In any case, Yahweh is presented as champion of the poor in this parable, just as in the reading from Amos, in today’s responsorial psalm, and in Paul’s letter to Timothy. And according to liberation theologians, that’s the central characteristic of God throughout the Judeo-Christian tradition. God is on the side of the poor and hates obscene wealth disparity.

You can well imagine how such insight inspired the poor and oppressed throughout the world when it emerged as “liberation theology” following the Second Vatican Council. Poor people everywhere (and especially in Latin America) took courage and were inspired to demand social justice from the rich who had been ignoring them in the New World since the arrival of Columbus 500 years earlier. In fact, Liberation theology motivated social movements more powerfully than any thought current since the publication of the Communist Manifesto in 1848.
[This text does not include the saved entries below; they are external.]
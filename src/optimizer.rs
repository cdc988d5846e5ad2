//! Back-end interface, shared solver configuration and results.

use crate::error::{ConfigError, SolveError};
use crate::model::NlModel;
use std::time::Duration;

/// Default feasibility tolerance on the canonical constraint value.
pub const FEASIBILITY_TOL: f64 = 1e-6;

/// Outcome classification of a solve.
#[derive(Debug, Clone, Copy, PartialEq, Eq)]
#[cfg_attr(feature = "serde", derive(serde::Serialize, serde::Deserialize))]
pub enum SolveStatus {
    /// The back-end's own convergence test passed at a feasible point.
    Converged,
    /// The time or iteration budget ran out first; the point is feasible.
    BudgetExhausted,
    /// The returned point violates a constraint beyond tolerance.
    Infeasible,
}

/// Budget and tolerance options shared by all back-ends.
///
/// Back-end specific knobs live in
/// [`HybridConfig`](crate::hybrid::HybridConfig) and
/// [`SlsqpConfig`](crate::slsqp::SlsqpConfig).
///
/// # Examples
///
/// ```
/// use std::time::Duration;
/// use u_shapeopt::SolverConfig;
///
/// let config = SolverConfig::default()
///     .with_time_limit(Duration::from_secs(1))
///     .with_x0(vec![0.3, 0.3, 0.3])
///     .with_seed(7);
/// assert!(config.validate().is_ok());
/// ```
#[derive(Debug, Clone, PartialEq)]
#[cfg_attr(feature = "serde", derive(serde::Serialize, serde::Deserialize))]
pub struct SolverConfig {
    /// Wall-clock budget. `None` = no time limit.
    pub time_limit: Option<Duration>,
    /// Iteration budget. `None` = back-end default.
    pub max_iterations: Option<usize>,
    /// Initial guess. Required by gradient-based back-ends.
    pub x0: Option<Vec<f64>>,
    /// Allowed canonical constraint value at an accepted point.
    pub feasibility_tol: f64,
    /// Random seed for stochastic back-ends.
    pub seed: Option<u64>,
}

impl Default for SolverConfig {
    fn default() -> Self {
        Self {
            time_limit: Some(Duration::from_secs(1)),
            max_iterations: None,
            x0: None,
            feasibility_tol: FEASIBILITY_TOL,
            seed: None,
        }
    }
}

impl SolverConfig {
    pub fn with_time_limit(mut self, limit: Duration) -> Self {
        self.time_limit = Some(limit);
        self
    }

    pub fn without_time_limit(mut self) -> Self {
        self.time_limit = None;
        self
    }

    pub fn with_max_iterations(mut self, n: usize) -> Self {
        self.max_iterations = Some(n);
        self
    }

    pub fn with_x0(mut self, x0: Vec<f64>) -> Self {
        self.x0 = Some(x0);
        self
    }

    pub fn with_feasibility_tol(mut self, tol: f64) -> Self {
        self.feasibility_tol = tol;
        self
    }

    pub fn with_seed(mut self, seed: u64) -> Self {
        self.seed = Some(seed);
        self
    }

    /// Validates the configuration.
    pub fn validate(&self) -> Result<(), ConfigError> {
        if let Some(limit) = self.time_limit {
            if limit.is_zero() {
                return Err(ConfigError::TimeLimit(limit.as_secs_f64()));
            }
        }
        if self.max_iterations == Some(0) {
            return Err(ConfigError::ZeroCount("max_iterations"));
        }
        if !self.feasibility_tol.is_finite() || self.feasibility_tol <= 0.0 {
            return Err(ConfigError::Tolerance {
                name: "feasibility_tol",
                value: self.feasibility_tol,
            });
        }
        Ok(())
    }

    /// Checks `x0` against the model, if one is set.
    ///
    /// # Errors
    ///
    /// Returns [`SolveError::InfeasibleStart`] if `x0` has the wrong length,
    /// contains a non-finite value, or leaves the variable box.
    pub fn check_start(&self, model: &NlModel) -> Result<(), SolveError> {
        let Some(x0) = &self.x0 else {
            return Ok(());
        };
        if x0.len() != model.dimension() {
            return Err(SolveError::InfeasibleStart {
                reason: format!(
                    "x0 has {} entries, model has {} variables",
                    x0.len(),
                    model.dimension()
                ),
            });
        }
        for (var, &value) in model.variables().iter().zip(x0) {
            if !value.is_finite() || !var.contains(value) {
                return Err(SolveError::InfeasibleStart {
                    reason: format!(
                        "{} = {value} outside [{}, {}]",
                        var.name, var.lower, var.upper
                    ),
                });
            }
        }
        Ok(())
    }
}

/// Result of a single solve.
#[derive(Debug, Clone, PartialEq)]
#[cfg_attr(feature = "serde", derive(serde::Serialize, serde::Deserialize))]
pub struct Solution {
    /// Best point found, one entry per model variable.
    pub x: Vec<f64>,
    /// Objective value at `x` in the model's own direction.
    pub objective: f64,
    /// Largest constraint violation at `x`.
    pub max_violation: f64,
    /// Outcome classification.
    pub status: SolveStatus,
    /// Back-end iterations (evaluations for the hybrid search, SQP
    /// iterations for SLSQP).
    pub iterations: usize,
    /// Objective/constraint evaluations.
    pub evaluations: usize,
    /// Wall-clock time spent.
    pub elapsed: Duration,
    /// Name of the back-end that produced this solution.
    pub backend: String,
}

impl Solution {
    /// Builds a solution at `x`, deriving the status from the violation and
    /// the back-end's convergence flag.
    pub(crate) fn classify(
        model: &NlModel,
        x: Vec<f64>,
        converged: bool,
        tol: f64,
        stats: RunStats,
    ) -> Result<Self, SolveError> {
        let max_violation = model.max_violation(&x)?;
        let objective = model.objective()?.value(&x)?;
        let status = if max_violation > tol {
            SolveStatus::Infeasible
        } else if converged {
            SolveStatus::Converged
        } else {
            SolveStatus::BudgetExhausted
        };
        Ok(Self {
            x,
            objective,
            max_violation,
            status,
            iterations: stats.iterations,
            evaluations: stats.evaluations,
            elapsed: stats.elapsed,
            backend: stats.backend.to_string(),
        })
    }

    /// Whether the point satisfies all constraints within tolerance.
    pub fn is_feasible(&self) -> bool {
        self.status != SolveStatus::Infeasible
    }

    /// Converts an infeasible solution into [`SolveError::InfeasibleResult`].
    pub fn ensure_feasible(self) -> Result<Self, SolveError> {
        if self.status == SolveStatus::Infeasible {
            return Err(SolveError::InfeasibleResult {
                violation: self.max_violation,
            });
        }
        Ok(self)
    }

    /// Converts a non-converged solution into an error.
    ///
    /// Infeasible points become [`SolveError::InfeasibleResult`]; feasible
    /// points whose budget ran out become [`SolveError::DidNotConverge`].
    pub fn ensure_converged(self) -> Result<Self, SolveError> {
        let solution = self.ensure_feasible()?;
        if solution.status == SolveStatus::BudgetExhausted {
            return Err(SolveError::DidNotConverge {
                iterations: solution.iterations,
                elapsed_ms: solution.elapsed.as_millis(),
            });
        }
        Ok(solution)
    }
}

/// Counters reported by a back-end run.
#[derive(Debug, Clone, Copy)]
pub(crate) struct RunStats {
    pub iterations: usize,
    pub evaluations: usize,
    pub elapsed: Duration,
    pub backend: &'static str,
}

/// A numerical search strategy for closed [`NlModel`]s.
///
/// Implementations never alter the model; switching strategy is a matter of
/// passing a different back-end to the same model.
pub trait Backend {
    /// Short identifier used in logs and results.
    fn name(&self) -> &'static str;

    /// Solves the model within the budget in `config`.
    ///
    /// A run that exhausts its budget returns `Ok` with
    /// [`SolveStatus::BudgetExhausted`]; use [`Solution::ensure_converged`]
    /// to treat that as an error.
    fn solve(&self, model: &NlModel, config: &SolverConfig) -> Result<Solution, SolveError>;
}

#[cfg(test)]
mod tests {
    use super::*;
    use crate::model::{Constraint, Expr};

    fn unit_model() -> NlModel {
        let mut model = NlModel::new("unit");
        let x = Expr::from(model.add_float("x", 0.0, 1.0).unwrap());
        model
            .add_constraint(Constraint::le("cap", x.clone(), 0.5))
            .unwrap();
        model.maximize(x).unwrap();
        model.close().unwrap();
        model
    }

    fn stats() -> RunStats {
        RunStats {
            iterations: 10,
            evaluations: 20,
            elapsed: Duration::from_millis(5),
            backend: "test",
        }
    }

    #[test]
    fn test_solver_config_default() {
        let config = SolverConfig::default();
        assert_eq!(config.time_limit, Some(Duration::from_secs(1)));
        assert!(config.x0.is_none());
        assert!((config.feasibility_tol - 1e-6).abs() < 1e-18);
        assert!(config.validate().is_ok());
    }

    #[test]
    fn test_validate_rejects_bad_values() {
        let zero_time = SolverConfig::default().with_time_limit(Duration::ZERO);
        assert!(matches!(zero_time.validate(), Err(ConfigError::TimeLimit(_))));

        let zero_iters = SolverConfig::default().with_max_iterations(0);
        assert!(matches!(zero_iters.validate(), Err(ConfigError::ZeroCount(_))));

        let bad_tol = SolverConfig::default().with_feasibility_tol(-1.0);
        assert!(matches!(bad_tol.validate(), Err(ConfigError::Tolerance { .. })));
    }

    #[test]
    fn test_check_start() {
        let model = unit_model();
        assert!(SolverConfig::default().check_start(&model).is_ok());
        assert!(SolverConfig::default()
            .with_x0(vec![0.3])
            .check_start(&model)
            .is_ok());
        for bad in [vec![1.5], vec![f64::NAN], vec![0.1, 0.2]] {
            assert!(matches!(
                SolverConfig::default().with_x0(bad).check_start(&model),
                Err(SolveError::InfeasibleStart { .. })
            ));
        }
    }

    #[test]
    fn test_classify_statuses() {
        let model = unit_model();

        let converged = Solution::classify(&model, vec![0.5], true, 1e-6, stats()).unwrap();
        assert_eq!(converged.status, SolveStatus::Converged);
        assert!((converged.objective - 0.5).abs() < 1e-15);
        assert!(converged.clone().ensure_converged().is_ok());

        let exhausted = Solution::classify(&model, vec![0.4], false, 1e-6, stats()).unwrap();
        assert_eq!(exhausted.status, SolveStatus::BudgetExhausted);
        assert!(exhausted.clone().ensure_feasible().is_ok());
        assert!(matches!(
            exhausted.ensure_converged(),
            Err(SolveError::DidNotConverge { iterations: 10, .. })
        ));

        let infeasible = Solution::classify(&model, vec![0.9], true, 1e-6, stats()).unwrap();
        assert_eq!(infeasible.status, SolveStatus::Infeasible);
        assert!(!infeasible.is_feasible());
        assert!(matches!(
            infeasible.ensure_feasible(),
            Err(SolveError::InfeasibleResult { .. })
        ));
    }
}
And that’s why the reigning empire, the United States of America took action against liberation theology. It initiated what Noam Chomsky calls “the first religious war of the 21st century.” It was a war of the United States against the Catholic Church in Latin America – yes against the Catholic Church. The war killed hundreds of thousands of priests, nuns, lay catechists, social workers, union organizers, students, teachers, and journalists along with ordinary farmers and workers.

Today’s liturgy of the word reminds us not to let the United States have the final word. We are called to divest ourselves of our wealth and to take notice of St. Lazarus at our gates. God is on the side of the poor, not of the rich.